How Some Develop a Taste for Meth

SEPTEMBER 29, 2016
I ran into an old friend at a party the other day. I’d known him since he was about 6 and he’s now in his mid-20s. For some reason, the kid had taken a shine to me.
 
He was into the idea of my marathon running. When I was running a personal record marathon, he was there waiting for me in front of his house to splash me down, but I declined his enthusiastic gesture because I didn’t want to get my shoes wet. He then ran about a half mile right next to me.
 
Young adulthood hasn’t been treating him so well. He got into methamphetamine and is doing everything he can to kick it, but he’s struggling. He knew about my addictive past, and we talked. I suggested a 12-step program, but he wants to do it on his own. I’ll let him, for now. However, I feel an intervention coming on.
 
As we talked, I asked him about his childhood medication regimen.
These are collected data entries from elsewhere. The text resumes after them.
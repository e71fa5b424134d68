use crate::error::{Result, SynthesisError};
use hound::{SampleFormat, WavReader, WavSpec, WavWriter};
use std::io::{Read, Seek, Write};
use std::path::Path;

/// Decoded WAV audio, one vector per channel
#[derive(Debug, Clone, PartialEq)]
pub struct WavAudio {
    pub channels: Vec<Vec<f32>>,
    pub sample_rate: u32,
}

impl WavAudio {
    pub fn to_mono(&self) -> Vec<f32> {
        to_mono(&self.channels)
    }
}

pub fn read_wav<P: AsRef<Path>>(path: P) -> Result<WavAudio> {
    let reader = WavReader::open(path)?;
    read_wav_internal(reader)
}

pub fn read_wav_from_bytes(bytes: &[u8]) -> Result<WavAudio> {
    let reader = WavReader::new(std::io::Cursor::new(bytes))?;
    read_wav_internal(reader)
}

fn read_wav_internal<R: Read + Seek>(mut reader: WavReader<R>) -> Result<WavAudio> {
    let spec = reader.spec();
    let channels = spec.channels.max(1) as usize;

    let interleaved: Vec<f32> = match spec.sample_format {
        SampleFormat::Int => {
            let max_val = (1i64 << (spec.bits_per_sample - 1)) as f32;
            reader
                .samples::<i32>()
                .map(|s| s.map(|v| v as f32 / max_val))
                .collect::<std::result::Result<Vec<_>, _>>()?
        }
        SampleFormat::Float => reader
            .samples::<f32>()
            .collect::<std::result::Result<Vec<_>, _>>()?,
    };

    let frames = interleaved.len() / channels;
    let mut planar = vec![Vec::with_capacity(frames); channels];
    for frame in interleaved.chunks_exact(channels) {
        for (channel, sample) in planar.iter_mut().zip(frame) {
            channel.push(*sample);
        }
    }

    Ok(WavAudio {
        channels: planar,
        sample_rate: spec.sample_rate,
    })
}

/// Average all channels into one.
pub fn to_mono(channels: &[Vec<f32>]) -> Vec<f32> {
    match channels {
        [] => Vec::new(),
        [only] => only.clone(),
        _ => {
            let frames = channels.iter().map(Vec::len).min().unwrap_or(0);
            let scale = 1.0 / channels.len() as f32;
            (0..frames)
                .map(|i| channels.iter().map(|c| c[i]).sum::<f32>() * scale)
                .collect()
        }
    }
}

/// 16-bit mono WAV spec used for every file this crate writes
pub fn mono_spec(sample_rate: u32) -> WavSpec {
    WavSpec {
        channels: 1,
        sample_rate,
        bits_per_sample: 16,
        sample_format: SampleFormat::Int,
    }
}

pub fn write_wav<P: AsRef<Path>>(path: P, samples: &[f32], sample_rate: u32) -> Result<()> {
    let file = std::fs::File::create(path).map_err(|e| SynthesisError::Audio(e.to_string()))?;
    write_wav_to_writer(std::io::BufWriter::new(file), samples, sample_rate)
}

pub fn write_wav_to_writer<W: Write + Seek>(writer: W, samples: &[f32], sample_rate: u32) -> Result<()> {
    let mut wav_writer = WavWriter::new(writer, mono_spec(sample_rate))?;
    for sample in samples {
        wav_writer.write_sample(to_i16(*sample))?;
    }
    wav_writer.finalize()?;
    Ok(())
}

fn to_i16(sample: f32) -> i16 {
    (sample.clamp(-1.0, 1.0) * 32767.0) as i16
}

/// Little-endian PCM16 bytes, as served by the streaming endpoint
pub fn pcm16_bytes(samples: &[f32]) -> Vec<u8> {
    samples
        .iter()
        .flat_map(|s| to_i16(*s).to_le_bytes())
        .collect()
}

/// Resample mono audio with a septic polynomial interpolator.
pub fn resample(samples: &[f32], from_rate: u32, to_rate: u32) -> Result<Vec<f32>> {
    if from_rate == to_rate || samples.is_empty() {
        return Ok(samples.to_vec());
    }
    if from_rate == 0 || to_rate == 0 {
        return Err(SynthesisError::Audio(format!(
            "cannot resample {} Hz to {} Hz",
            from_rate, to_rate
        )));
    }

    use rubato::{FastFixedIn, PolynomialDegree, Resampler};

    let ratio = to_rate as f64 / from_rate as f64;
    let mut resampler =
        FastFixedIn::<f32>::new(ratio, 1.0, PolynomialDegree::Septic, samples.len(), 1)
            .map_err(|e| SynthesisError::Audio(e.to_string()))?;
    let mut out = resampler
        .process(&[samples], None)
        .map_err(|e| SynthesisError::Audio(e.to_string()))?;
    Ok(out.pop().unwrap_or_default())
}

/// Linear ramp from silence over the first `len` samples.
pub fn fade_in(samples: &mut [f32], len: usize) {
    let n = len.min(samples.len());
    for (i, s) in samples[..n].iter_mut().enumerate() {
        *s *= i as f32 / n as f32;
    }
}

/// Linear ramp to silence over the last `len` samples.
pub fn fade_out(samples: &mut [f32], len: usize) {
    let n = len.min(samples.len());
    let start = samples.len() - n;
    for (i, s) in samples[start..].iter_mut().enumerate() {
        *s *= 1.0 - i as f32 / n as f32;
    }
}

#[cfg(test)]
mod tests {
    use super::*;

    #[test]
    fn test_resample() -> anyhow::Result<()> {
        let input_samples = 1024;
        let data: Vec<f32> = (0..input_samples).map(|i| (i as f32 * 0.1).sin()).collect();

        let resampled = resample(&data, 12_000, 24_000)?;
        let expected = 2048i64;
        let diff = (resampled.len() as i64 - expected).abs();
        assert!(
            diff <= 50,
            "Output samples {} deviates too much from expected {}",
            resampled.len(),
            expected
        );
        Ok(())
    }

    #[test]
    fn test_resample_same_rate_is_identity() -> anyhow::Result<()> {
        let data = vec![0.1, 0.2, 0.3];
        assert_eq!(resample(&data, 24_000, 24_000)?, data);
        Ok(())
    }

    #[test]
    fn test_wav_io() -> anyhow::Result<()> {
        let dir = tempfile::tempdir()?;
        let path = dir.path().join("io.wav");
        let samples = vec![0.0f32, 0.5, -0.5, 0.1];
        write_wav(&path, &samples, 16_000)?;

        let audio = read_wav(&path)?;
        assert_eq!(audio.sample_rate, 16_000);
        assert_eq!(audio.channels.len(), 1);
        for (a, b) in audio.channels[0].iter().zip(&samples) {
            assert!((a - b).abs() < 1e-3, "{} vs {}", a, b);
        }
        Ok(())
    }

    #[test]
    fn test_stereo_read_and_downmix() -> anyhow::Result<()> {
        let mut bytes = std::io::Cursor::new(Vec::new());
        {
            let spec = WavSpec {
                channels: 2,
                sample_rate: 8000,
                bits_per_sample: 32,
                sample_format: SampleFormat::Float,
            };
            let mut writer = WavWriter::new(&mut bytes, spec)?;
            for (l, r) in [(0.2f32, 0.4f32), (-1.0, 1.0), (0.5, 0.5)] {
                writer.write_sample(l)?;
                writer.write_sample(r)?;
            }
            writer.finalize()?;
        }
        let audio = read_wav_from_bytes(bytes.get_ref())?;
        assert_eq!(audio.channels.len(), 2);
        let mono = audio.to_mono();
        assert_eq!(mono.len(), 3);
        assert!((mono[0] - 0.3).abs() < 1e-6);
        assert!(mono[1].abs() < 1e-6);
        Ok(())
    }

    #[test]
    fn test_pcm16_bytes_clamps() {
        let bytes = pcm16_bytes(&[1.5, -2.0, 0.0]);
        assert_eq!(bytes.len(), 6);
        assert_eq!(i16::from_le_bytes([bytes[0], bytes[1]]), 32767);
        assert_eq!(i16::from_le_bytes([bytes[2], bytes[3]]), -32767);
        assert_eq!(i16::from_le_bytes([bytes[4], bytes[5]]), 0);
    }

    #[test]
    fn test_fades() {
        let mut samples = vec![1.0f32; 10];
        fade_in(&mut samples, 4);
        assert_eq!(&samples[..5], &[0.0, 0.25, 0.5, 0.75, 1.0]);

        let mut samples = vec![1.0f32; 10];
        fade_out(&mut samples, 4);
        assert_eq!(&samples[6..], &[1.0, 0.75, 0.5, 0.25]);
        assert_eq!(samples[5], 1.0);
    }

    #[test]
    fn test_fade_longer_than_segment() {
        let mut samples = vec![1.0f32; 2];
        fade_in(&mut samples, 480);
        assert_eq!(samples, vec![0.0, 0.5]);
    }
}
I knew he was medicated, but I forgot on what. He said he’d been put on mixed amphetamine salts to treat his attention deficit disorder.
 
“And it gave you a taste for meth,” I said before he was about to.
 
According to the Partnership for Drug-Free Kids, 4 in 5 users had abused prescription opioids before converting to injectable heroin. Although I was unable to come up with any solid data on amphetamine salts leading to meth abuse, I imagine the numbers are similar.
 
I can’t wait for the day when pharmacists can dispense medical cannabis because it’s a far more noble thing to dispense than some of the things we dole out to kids. Cannabinoids can do all of what opioids and amphetamines do for their respective disorders and then some. Opioid maintenance isn’t an indicated disorder for medical cannabis, but it needs to be. High-THC oils need to be part of the program, as well. If we’re concerned that we’re getting patients “high,” perhaps they should consider the fact that psychiatry is nothing but trying to give patients a buzz they can live with.
 
Although modern medicine has done wonders for society, let’s not ignore the fact that we have caused a horror or 2. We excel at creating drug addicts, and then we act surprised when a patient checks into rehab or is arrested for illicit drug possession. Although these medications have their legitimate uses, we must be more vigilant on counseling patients of all ages on the risks of addiction, or this already horrible problem is going to get worse.
 
Jay Sochoka, RPh, is not a drug pusher. He just sort of feels that way.